O Ministério da Justiça vai determinar à Polícia Federal a abertura de um inquérito para investigar as acusações contra o ministro do Esporte, Orlando Silva.
O ministro José Eduardo Cardozo (Justiça) afirmou que conversou com Silva por telefone e que determinará a abertura do inquérito no começo desta semana.
Já o líder do DEM na Câmara, ACM Neto (BA), vai apresentar hoje um requerimento convidando o soldado da Polícia Militar do Distrito Federal, que acusou o ministro de participar de desvios de recursos da pasta, para falar na Casa. Silva afirmou que as acusações são uma "trama farsesca".

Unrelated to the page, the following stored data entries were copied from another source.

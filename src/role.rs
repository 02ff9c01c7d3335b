//! Per-role launcher: the process the orchestrator starts for each role.
//!
//! For the worker role it patches the installed framework first; a failed
//! patch stops here and the training entry point is never started.

use crate::config::{LaunchConfig, PYTHON_PLACEHOLDER, PatchConfig};
use crate::patch::{self, PatchOutcome, PatchSpec, snippet};
use crate::python;
use crate::topology::{Role, env};
use anyhow::{Context, bail};
use std::fs;
use std::path::{Path, PathBuf};
use std::process::Command;

/// Lines of `content_file`, or the built-in trace snippet.
pub fn load_content(content_file: Option<&Path>) -> anyhow::Result<Vec<String>> {
    match content_file {
        Some(path) => Ok(fs::read_to_string(path)
            .with_context(|| format!("read patch content file {}", path.display()))?
            .lines()
            .map(str::to_string)
            .collect()),
        None => Ok(snippet::trace_snippet()),
    }
}

/// Build the PatchSpec for the worker from config and the package location.
pub fn patch_spec(cfg: &PatchConfig, package_dir: &Path) -> anyhow::Result<PatchSpec> {
    let content = load_content(cfg.content_file.as_deref())?;
    Ok(PatchSpec {
        target: package_dir.join(&cfg.relative_path),
        start_marker: cfg.start_marker.clone(),
        end_marker: cfg.end_marker.clone(),
        indent_level: cfg.indent_level,
        indent_unit: cfg.indent_unit,
        content,
    })
}

/// Training command line with `{python}` replaced and extra arguments appended.
pub fn training_command(
    config: &LaunchConfig,
    python: &Path,
    extra_args: &[String],
) -> anyhow::Result<Vec<String>> {
    let interp = python.display().to_string();
    let mut argv: Vec<String> = config
        .launcher
        .training
        .iter()
        .map(|a| a.replace(PYTHON_PLACEHOLDER, &interp))
        .collect();
    if argv.is_empty() {
        bail!("launcher.training is empty; nothing to run");
    }
    argv.extend(config.launcher.training_args.iter().cloned());
    argv.extend(extra_args.iter().cloned());
    Ok(argv)
}

fn patch_worker(config: &LaunchConfig, python: &Path) -> anyhow::Result<PatchOutcome> {
    let dir = python::package_dir(python, &config.patch.package)?;
    let spec = patch_spec(&config.patch, &dir)?;
    let outcome = patch::apply(&spec, config.patch.skip_if_applied)
        .with_context(|| format!("patch {}", spec.target.display()))?;
    Ok(outcome)
}

/// Run one role. `lookup` reads the inherited environment.
///
/// Returns the training process's exit code.
pub fn run_role(
    config: &LaunchConfig,
    python_flag: Option<PathBuf>,
    extra_args: &[String],
    lookup: impl Fn(&str) -> Option<String>,
) -> anyhow::Result<i32> {
    let role = env::role_from_env(&lookup)?;
    let python = python::detect(
        python_flag.as_deref(),
        lookup(python::PYTHON_ENV).map(Into::into),
        lookup("PATH").map(Into::into),
    )?;
    python::check_version(&python)?;

    if role == Role::Worker && config.patch.enabled {
        patch_worker(config, &python).context("worker patch failed; training not started")?;
    }

    let argv = training_command(config, &python, extra_args)?;
    tracing::info!(%role, command = ?argv, "starting training entry point");

    let status = Command::new(&argv[0])
        .args(&argv[1..])
        .status()
        .with_context(|| format!("start training entry point {}", argv[0]))?;

    if !status.success() {
        tracing::warn!(%role, %status, "training entry point failed");
    }
    Ok(status.code().unwrap_or(1))
}
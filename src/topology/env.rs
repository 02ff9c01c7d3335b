//! Environment variables handed to each role process.
//!
//! A `RoleEnv` is built once per role and applied to that role's `Command`
//! only. The parent's own environment is never modified, so launching one
//! role cannot observe values meant for another.

use crate::topology::role::Role;
use anyhow::{Context, anyhow};
use serde::Serialize;
use std::collections::BTreeMap;

pub const RANK: &str = "RANK";
pub const NUM_WORKERS: &str = "NUM_WORKERS";
pub const NUM_SERVERS: &str = "NUM_SERVERS";

pub const DMLC_ROLE: &str = "DMLC_ROLE";
pub const DMLC_WORKER_ID: &str = "DMLC_WORKER_ID";
pub const DMLC_NUM_WORKER: &str = "DMLC_NUM_WORKER";
pub const DMLC_NUM_SERVER: &str = "DMLC_NUM_SERVER";
pub const DMLC_PS_ROOT_URI: &str = "DMLC_PS_ROOT_URI";
pub const DMLC_PS_ROOT_PORT: &str = "DMLC_PS_ROOT_PORT";
pub const DMLC_PORT: &str = "DMLC_PORT";

pub const TRACE_ON: &str = "TRACE_ON";
pub const TRACE_START_STEP: &str = "TRACE_START_STEP";
pub const TRACE_END_STEP: &str = "TRACE_END_STEP";
pub const TRACE_DIR: &str = "TRACE_DIR";

// Server only.
pub const SERVER_LOG_PATH: &str = "BYTEPS_SERVER_LOG_PATH";
pub const KEY_DICT_PATH: &str = "BYTEPS_KEY_DICT_PATH";
pub const SERVER_ENABLE_PROFILE: &str = "BYTEPS_SERVER_ENABLE_PROFILE";
pub const SERVER_PROFILE_OUTPUT_PATH: &str = "BYTEPS_SERVER_PROFILE_OUTPUT_PATH";
pub const HEAPPROFILE: &str = "HEAPPROFILE";

// Worker only.
pub const VISIBLE_DEVICES: &str = "NVIDIA_VISIBLE_DEVICES";
pub const LOCAL_RANK: &str = "BYTEPS_LOCAL_RANK";

#[derive(Debug, Clone, PartialEq, Eq, Serialize)]
pub struct RoleEnv {
    pub role: Role,
    pub vars: BTreeMap<String, String>,
}

impl RoleEnv {
    pub fn new(role: Role) -> Self {
        let mut vars = BTreeMap::new();
        vars.insert(DMLC_ROLE.to_string(), role.to_string());
        Self { role, vars }
    }

    pub(crate) fn set(&mut self, key: &str, value: impl ToString) {
        self.vars.insert(key.to_string(), value.to_string());
    }

    pub fn get(&self, key: &str) -> Option<&str> {
        self.vars.get(key).map(String::as_str)
    }
}

/// Read the role a per-role launcher was started for.
pub fn role_from_env(lookup: impl Fn(&str) -> Option<String>) -> anyhow::Result<Role> {
    let raw = lookup(DMLC_ROLE).ok_or_else(|| anyhow!("{} is not set", DMLC_ROLE))?;
    raw.parse::<Role>()
        .with_context(|| format!("bad {} value", DMLC_ROLE))
}

/// `ON` / `OFF`, the form the trace recorder compares against.
pub fn on_off(flag: bool) -> &'static str {
    if flag { "ON" } else { "OFF" }
}

#[cfg(test)]
mod tests {
    use super::*;
    use std::collections::HashMap;

    #[test]
    fn new_env_carries_role() {
        let env = RoleEnv::new(Role::Server);
        assert_eq!(env.get(DMLC_ROLE), Some("server"));
    }

    #[test]
    fn role_lookup() {
        let vars: HashMap<&str, &str> = [(DMLC_ROLE, "worker")].into_iter().collect();
        let role = role_from_env(|k| vars.get(k).map(|v| v.to_string())).unwrap();
        assert_eq!(role, Role::Worker);

        let missing = role_from_env(|_| None).unwrap_err();
        assert!(missing.to_string().contains(DMLC_ROLE));

        let bad = role_from_env(|_| Some("boss".to_string())).unwrap_err();
        assert!(format!("{:#}", bad).contains("boss"));
    }
}
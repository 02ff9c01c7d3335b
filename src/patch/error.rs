use std::fmt;
use std::io;
use std::path::{Path, PathBuf};
use thiserror::Error;

/// Which of the two marker lines a lookup was for.
#[derive(Debug, Clone, Copy, PartialEq, Eq)]
pub enum Marker {
    Start,
    End,
}

impl fmt::Display for Marker {
    fn fmt(&self, f: &mut fmt::Formatter<'_>) -> fmt::Result {
        match self {
            Marker::Start => f.write_str("start"),
            Marker::End => f.write_str("end"),
        }
    }
}

#[derive(Error, Debug)]
pub enum PatchError {
    #[error("{marker} marker not found: {text:?}")]
    MarkerNotFound { marker: Marker, text: String },

    #[error("file not found: {}", path.display())]
    FileNotFound { path: PathBuf },

    #[error("permission denied: {}", path.display())]
    PermissionDenied { path: PathBuf },

    #[error("not a UTF-8 text file: {}", path.display())]
    NotUtf8 { path: PathBuf },

    #[error("i/o error on {}: {source}", path.display())]
    Io {
        path: PathBuf,
        #[source]
        source: io::Error,
    },
}

impl PatchError {
    pub(crate) fn from_io(path: &Path, err: io::Error) -> Self {
        let path = path.to_path_buf();
        match err.kind() {
            io::ErrorKind::NotFound => PatchError::FileNotFound { path },
            io::ErrorKind::PermissionDenied => PatchError::PermissionDenied { path },
            _ => PatchError::Io { path, source: err },
        }
    }
}

#[cfg(test)]
mod tests {
    use super::*;

    #[test]
    fn marker_not_found_display() {
        let e = PatchError::MarkerNotFound {
            marker: Marker::End,
            text: "    end()".to_string(),
        };
        assert_eq!(e.to_string(), "end marker not found: \"    end()\"");
    }

    #[test]
    fn io_kinds_map_to_variants() {
        let p = Path::new("/tmp/x.py");
        let nf = PatchError::from_io(p, io::Error::from(io::ErrorKind::NotFound));
        assert!(matches!(nf, PatchError::FileNotFound { .. }));

        let pd = PatchError::from_io(p, io::Error::from(io::ErrorKind::PermissionDenied));
        assert!(matches!(pd, PatchError::PermissionDenied { .. }));

        let other = PatchError::from_io(p, io::Error::from(io::ErrorKind::InvalidData));
        assert!(matches!(other, PatchError::Io { .. }));
    }

    #[test]
    fn not_utf8_display() {
        let e = PatchError::NotUtf8 {
            path: PathBuf::from("/site/mxnet/x.py"),
        };
        assert_eq!(e.to_string(), "not a UTF-8 text file: /site/mxnet/x.py");
    }
}
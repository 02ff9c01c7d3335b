//! Launcher configuration.
//!
//! Loaded from a TOML file with the following priority:
//! 1. `--config PATH` (must exist)
//! 2. `trainlaunch.toml` in the working directory, if present
//! 3. Default values
//!
//! Every section and field is optional; missing ones take their defaults.

use crate::patch::IndentUnit;
use anyhow::Context;
use serde::{Deserialize, Serialize};
use std::fs;
use std::path::{Path, PathBuf};

pub const DEFAULT_CONFIG_FILE: &str = "trainlaunch.toml";

/// Placeholder in `launcher.training` replaced by the detected interpreter.
pub const PYTHON_PLACEHOLDER: &str = "{python}";

#[derive(Debug, Clone, Default, PartialEq, Serialize, Deserialize)]
#[serde(default)]
pub struct LaunchConfig {
    pub network: NetworkConfig,
    pub trace: TraceConfig,
    pub server: ServerConfig,
    pub worker: WorkerConfig,
    pub launcher: LauncherConfig,
    pub patch: PatchConfig,
}

#[derive(Debug, Clone, PartialEq, Serialize, Deserialize)]
#[serde(default)]
pub struct NetworkConfig {
    /// Address of the scheduler, shared by every role.
    pub root_uri: String,
    pub root_port: u16,
    pub scheduler_port: u16,
    /// Base port; the server of rank `r` listens on `server_port + r`.
    pub server_port: u16,
    /// Base port; the worker of rank `r` listens on `worker_port + r`.
    pub worker_port: u16,
}

impl Default for NetworkConfig {
    fn default() -> Self {
        Self {
            root_uri: "127.0.0.1".to_string(),
            root_port: 9000,
            scheduler_port: 9000,
            server_port: 9100,
            worker_port: 9200,
        }
    }
}

#[derive(Debug, Clone, PartialEq, Serialize, Deserialize)]
#[serde(default)]
pub struct TraceConfig {
    pub enabled: bool,
    pub start_step: u64,
    pub end_step: u64,
    pub dir: PathBuf,
}

impl Default for TraceConfig {
    fn default() -> Self {
        Self {
            enabled: false,
            start_step: 0,
            end_step: 10,
            dir: PathBuf::from("traces"),
        }
    }
}

/// Settings only the server role receives.
#[derive(Debug, Clone, PartialEq, Serialize, Deserialize)]
#[serde(default)]
pub struct ServerConfig {
    pub log_path: PathBuf,
    pub key_dict_path: PathBuf,
    pub enable_profile: bool,
    pub profile_output_path: PathBuf,
    pub heap_profile_prefix: PathBuf,
}

impl Default for ServerConfig {
    fn default() -> Self {
        Self {
            log_path: PathBuf::from("traces/server.log"),
            key_dict_path: PathBuf::from("traces/key_dict.txt"),
            enable_profile: false,
            profile_output_path: PathBuf::from("traces/server_profile.json"),
            heap_profile_prefix: PathBuf::from("traces/heap"),
        }
    }
}

/// Settings only the worker role receives.
#[derive(Debug, Clone, PartialEq, Serialize, Deserialize)]
#[serde(default)]
pub struct WorkerConfig {
    pub visible_devices: String,
    pub local_rank: u32,
}

impl Default for WorkerConfig {
    fn default() -> Self {
        Self {
            visible_devices: "0".to_string(),
            local_rank: 0,
        }
    }
}

#[derive(Debug, Clone, PartialEq, Serialize, Deserialize)]
#[serde(default)]
pub struct LauncherConfig {
    /// Per-role launcher command. Empty: re-run this binary's `role` subcommand.
    pub program: Vec<String>,
    /// Training entry point run by the per-role launcher.
    pub training: Vec<String>,
    pub training_args: Vec<String>,
}

impl Default for LauncherConfig {
    fn default() -> Self {
        Self {
            program: Vec::new(),
            training: vec![
                PYTHON_PLACEHOLDER.to_string(),
                "-m".to_string(),
                "byteps.launcher.launch".to_string(),
            ],
            training_args: Vec::new(),
        }
    }
}

/// Worker-side patch of the installed framework.
#[derive(Debug, Clone, PartialEq, Serialize, Deserialize)]
#[serde(default)]
pub struct PatchConfig {
    pub enabled: bool,
    /// Python package owning the target file.
    pub package: String,
    /// Target path relative to the package directory.
    pub relative_path: PathBuf,
    pub start_marker: String,
    pub end_marker: String,
    pub indent_level: usize,
    pub indent_unit: IndentUnit,
    /// File with the block to insert; the built-in trace snippet if unset.
    #[serde(skip_serializing_if = "Option::is_none")]
    pub content_file: Option<PathBuf>,
    pub skip_if_applied: bool,
}

impl Default for PatchConfig {
    fn default() -> Self {
        Self {
            enabled: true,
            package: "mxnet".to_string(),
            relative_path: PathBuf::from("module/executor_group.py"),
            start_marker: "        self.arg_names = symbol.list_arguments()".to_string(),
            end_marker: "        self.aux_names = symbol.list_auxiliary_states()".to_string(),
            indent_level: 2,
            indent_unit: IndentUnit::default(),
            content_file: None,
            skip_if_applied: false,
        }
    }
}

impl LaunchConfig {
    /// Load configuration from a specific path.
    pub fn load_from(path: &Path) -> anyhow::Result<Self> {
        let text = fs::read_to_string(path)
            .with_context(|| format!("read config file {}", path.display()))?;
        toml::from_str(&text).with_context(|| format!("parse config file {}", path.display()))
    }

    /// Resolve the config: explicit path, then `trainlaunch.toml`, then defaults.
    pub fn load(explicit: Option<&Path>) -> anyhow::Result<Self> {
        if let Some(path) = explicit {
            return Self::load_from(path);
        }
        let fallback = Path::new(DEFAULT_CONFIG_FILE);
        if fallback.is_file() {
            tracing::debug!(path = DEFAULT_CONFIG_FILE, "using config from working directory");
            return Self::load_from(fallback);
        }
        Ok(Self::default())
    }
}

O ministro também deverá falar na Comissão de Fiscalização e controle sobre as acusações de que teria participação direta num esquema de desvio de recursos do programa Segundo Tempo, que distribui recursos a ONGs para projetos de incentivo à prática de esportes por jovens, segundo a revista "Veja".
A oposição quer ouvir também Célio Soares Pereira, que afirmou à "Veja" ter entregue dinheiro ao próprio ministro na garagem do ministério, em Brasília, no final de 2008.
Ferreira foi preso em 2010 pela Polícia Civil do Distrito Federal sob suspeita de envolvimento no desvio de recursos do mesmo programa.
####ENTENDA
Dois integrantes de um suposto esquema de desvio de recursos do Ministério do Esporte acusam Silva de participação direta nas fraudes, segundo reportagem publicada pela revista "Veja".
O soldado da Polícia Militar do Distrito Federal João Dias Ferreira e seu funcionário Célio Soares Pereira disseram à revista que o ministro recebeu parte do dinheiro desviado pessoalmente na garagem do ministério.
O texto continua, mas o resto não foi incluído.